Source data

//! Network-first: live response when reachable, cache when not.

use keepsake_core::{Error, StrategyKind};

use super::{FetchOutcome, ResponseSource, StrategyContext, offline, propagate};
use crate::fetch::Request;

/// Fetch, write through and return the live response.
///
/// On network failure the cached entry is served; a navigation with nothing
/// cached gets the offline page. Anything else propagates the failure.
pub async fn network_first(ctx: &StrategyContext, partition: &str, request: &Request) -> Result<FetchOutcome, Error> {
    const STRATEGY: StrategyKind = StrategyKind::NetworkFirst;

    match ctx.fetcher.fetch(request).await {
        Ok(response) => {
            let background = ctx.write_through(partition, request, &response);
            Ok(FetchOutcome::new(response, ResponseSource::Network, STRATEGY).with_background(background))
        }
        Err(err) => {
            tracing::debug!(url = %request.url, "network failed, trying cache: {err}");

            if let Some(cached) = ctx.lookup(partition, request).await {
                return Ok(FetchOutcome::new(cached, ResponseSource::Cache, STRATEGY));
            }

            if request.is_navigation() {
                let page = offline::offline_page(ctx, request).await;
                return Ok(FetchOutcome::new(page, ResponseSource::Offline, STRATEGY));
            }

            Err(propagate(request, err))
        }
    }
}
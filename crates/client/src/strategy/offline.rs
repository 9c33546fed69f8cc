//! Offline fallback: the terminal failure path.
//!
//! Navigations get the cached offline page when there is one, otherwise a
//! minimal synthesized HTML page. Images get an inline SVG placeholder.
//! Synthesized responses carry `Cache-Control: no-store` and are never
//! written to a partition.

use keepsake_core::PartitionKind;

use super::StrategyContext;
use crate::fetch::{FetchResponse, Request};
use crate::routing::classify;

pub const OFFLINE_HTML_TYPE: &str = "text/html; charset=utf-8";
pub const PLACEHOLDER_SVG_TYPE: &str = "image/svg+xml";

const OFFLINE_HTML: &str = "<!DOCTYPE html>
<html lang=\"en\">
<head>
<meta charset=\"utf-8\">
<meta name=\"viewport\" content=\"width=device-width, initial-scale=1\">
<title>Offline</title>
<style>body{font-family:system-ui,sans-serif;text-align:center;padding:3rem 1rem;color:#333}</style>
</head>
<body>
<h1>You are offline</h1>
<p>This page is not available without a connection. Check your network and try again.</p>
<button onclick=\"location.reload()\">Retry</button>
</body>
</html>
";

const PLACEHOLDER_SVG: &str = "<svg xmlns=\"http://www.w3.org/2000/svg\" width=\"200\" height=\"200\" viewBox=\"0 0 200 200\">\
<rect width=\"200\" height=\"200\" fill=\"#eeeeee\"/>\
<text x=\"100\" y=\"105\" font-family=\"sans-serif\" font-size=\"14\" fill=\"#999999\" text-anchor=\"middle\">Offline</text>\
</svg>";

/// Fallback response for a request, if its kind has one.
pub async fn fallback(ctx: &StrategyContext, request: &Request) -> Option<FetchResponse> {
    if request.is_navigation() {
        return Some(offline_page(ctx, request).await);
    }
    if classify(request) == PartitionKind::Images {
        return Some(placeholder_image(request));
    }
    None
}

/// Cached offline page, or the synthesized one.
pub async fn offline_page(ctx: &StrategyContext, request: &Request) -> FetchResponse {
    if let Some(page) = &ctx.offline_page {
        let page_request = Request::get(page.clone());
        if let Some(cached) = ctx.lookup(&ctx.namer.name(PartitionKind::Core), &page_request).await {
            tracing::debug!(url = %request.url, page = %page, "serving cached offline page");
            return cached;
        }
    }

    tracing::debug!(url = %request.url, "serving synthesized offline page");
    FetchResponse::synthesized(request.url.clone(), OFFLINE_HTML_TYPE, OFFLINE_HTML)
}

/// Inline SVG placeholder for an image.
pub fn placeholder_image(request: &Request) -> FetchResponse {
    FetchResponse::synthesized(request.url.clone(), PLACEHOLDER_SVG_TYPE, PLACEHOLDER_SVG)
}
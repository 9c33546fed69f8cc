//! Request → partition resolution.
//!
//! First match wins:
//! 1. image extension or `image` destination → images
//! 2. font extension or `font` destination → fonts
//! 3. stylesheet/script extension or `style`/`script` destination → assets
//! 4. everything else → core
//!
//! Extensions are matched case-insensitively on the URL path; the query
//! string never takes part.

use std::sync::LazyLock;

use keepsake_core::{AppConfig, PartitionKind, ResourceClass};
use regex::Regex;

use crate::fetch::{Destination, Request};

static IMAGE_EXT: LazyLock<Regex> =
    LazyLock::new(|| Regex::new(r"(?i)\.(png|jpe?g|gif|webp|avif|svg|ico|bmp)$").expect("valid image pattern"));

static FONT_EXT: LazyLock<Regex> =
    LazyLock::new(|| Regex::new(r"(?i)\.(woff2?|ttf|otf|eot)$").expect("valid font pattern"));

static ASSET_EXT: LazyLock<Regex> =
    LazyLock::new(|| Regex::new(r"(?i)\.(css|m?js)$").expect("valid asset pattern"));

/// Partition kind a request belongs to.
pub fn classify(request: &Request) -> PartitionKind {
    let path = request.url.path();

    if request.destination == Destination::Image || IMAGE_EXT.is_match(path) {
        PartitionKind::Images
    } else if request.destination == Destination::Font || FONT_EXT.is_match(path) {
        PartitionKind::Fonts
    } else if matches!(request.destination, Destination::Style | Destination::Script) || ASSET_EXT.is_match(path) {
        PartitionKind::Assets
    } else {
        PartitionKind::Core
    }
}

/// Resource class used for strategy lookup.
///
/// Navigations win over extensions: a document request is a navigation even
/// when its path ends in `.png`.
pub fn resource_class(request: &Request) -> ResourceClass {
    if request.is_navigation() {
        return ResourceClass::Navigation;
    }
    match classify(request) {
        PartitionKind::Images => ResourceClass::Image,
        PartitionKind::Fonts => ResourceClass::Font,
        PartitionKind::Assets => ResourceClass::Asset,
        PartitionKind::Core => ResourceClass::Other,
    }
}

/// Names partitions for one prefix and version tag.
#[derive(Debug, Clone, PartialEq, Eq)]
pub struct CacheNamer {
    prefix: String,
    version: String,
}

impl CacheNamer {
    pub fn new(prefix: impl Into<String>, version: impl Into<String>) -> Self {
        Self { prefix: prefix.into(), version: version.into() }
    }

    pub fn from_config(config: &AppConfig) -> Self {
        Self::new(&config.partition_prefix, &config.version)
    }

    pub fn prefix(&self) -> &str {
        &self.prefix
    }

    pub fn version(&self) -> &str {
        &self.version
    }

    /// Partition name for a kind under the current version.
    pub fn name(&self, kind: PartitionKind) -> String {
        kind.name(&self.prefix, &self.version)
    }

    /// Partition a request is stored in.
    pub fn resolve_partition(&self, request: &Request) -> String {
        self.name(classify(request))
    }
}

#[cfg(test)]
mod tests {
    use super::*;
    use url::Url;

    fn get(path: &str) -> Request {
        Request::get(Url::parse("https://shop.example").unwrap().join(path).unwrap())
    }

    #[test]
    fn test_classify_by_extension() {
        assert_eq!(classify(&get("/images/logo.png")), PartitionKind::Images);
        assert_eq!(classify(&get("/images/hero.JPEG")), PartitionKind::Images);
        assert_eq!(classify(&get("/favicon.ico")), PartitionKind::Images);
        assert_eq!(classify(&get("/fonts/inter.woff2")), PartitionKind::Fonts);
        assert_eq!(classify(&get("/fonts/serif.TTF")), PartitionKind::Fonts);
        assert_eq!(classify(&get("/css/styles.css")), PartitionKind::Assets);
        assert_eq!(classify(&get("/js/main.mjs")), PartitionKind::Assets);
        assert_eq!(classify(&get("/index.html")), PartitionKind::Core);
        assert_eq!(classify(&get("/manifest.json")), PartitionKind::Core);
    }

    #[test]
    fn test_classify_ignores_query() {
        assert_eq!(classify(&get("/api/thumb?format=.png")), PartitionKind::Core);
        assert_eq!(classify(&get("/images/logo.png?v=3")), PartitionKind::Images);
    }

    #[test]
    fn test_classify_by_destination() {
        assert_eq!(classify(&get("/avatar").with_destination(Destination::Image)), PartitionKind::Images);
        assert_eq!(classify(&get("/font").with_destination(Destination::Font)), PartitionKind::Fonts);
        assert_eq!(classify(&get("/bundle").with_destination(Destination::Script)), PartitionKind::Assets);
    }

    #[test]
    fn test_image_rule_wins() {
        let request = get("/sprite.svg").with_destination(Destination::Style);
        assert_eq!(classify(&request), PartitionKind::Images);
    }

    #[test]
    fn test_resource_class() {
        let nav = Request::navigate(Url::parse("https://shop.example/books.html").unwrap());
        assert_eq!(resource_class(&nav), ResourceClass::Navigation);
        assert_eq!(resource_class(&get("/images/logo.png")), ResourceClass::Image);
        assert_eq!(resource_class(&get("/api/cart")), ResourceClass::Other);
    }

    #[test]
    fn test_resolve_partition() {
        let namer = CacheNamer::new("", "v3");
        assert_eq!(namer.resolve_partition(&get("/images/logo.png")), "images-v3");
        assert_eq!(namer.resolve_partition(&get("/")), "core-v3");

        let namer = CacheNamer::new("finance", "v3");
        assert_eq!(namer.resolve_partition(&get("/js/app.js")), "finance-assets-v3");
        assert_eq!(namer.name(PartitionKind::Fonts), "finance-fonts-v3");
    }

    #[test]
    fn test_resolution_is_deterministic() {
        let namer = CacheNamer::new("mobile", "v1");
        let request = get("/fonts/inter.woff2");
        assert_eq!(namer.resolve_partition(&request), namer.resolve_partition(&request));
    }
}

**About this exercise**
Which lines of the data above contain "serif"? Copy each one.

**Completed exercise**
<style>body{font-family:system-ui,sans-serif;text-align:center;padding:3rem 1rem;color:#333}</style>
<text x=\"100\" y=\"105\" font-family=\"sans-serif\" font-size=\"14\" fill=\"#999999\" text-anchor=\"middle\">Offline</text>\
        assert_eq!(classify(&get("/fonts/serif.TTF")), PartitionKind::Fonts);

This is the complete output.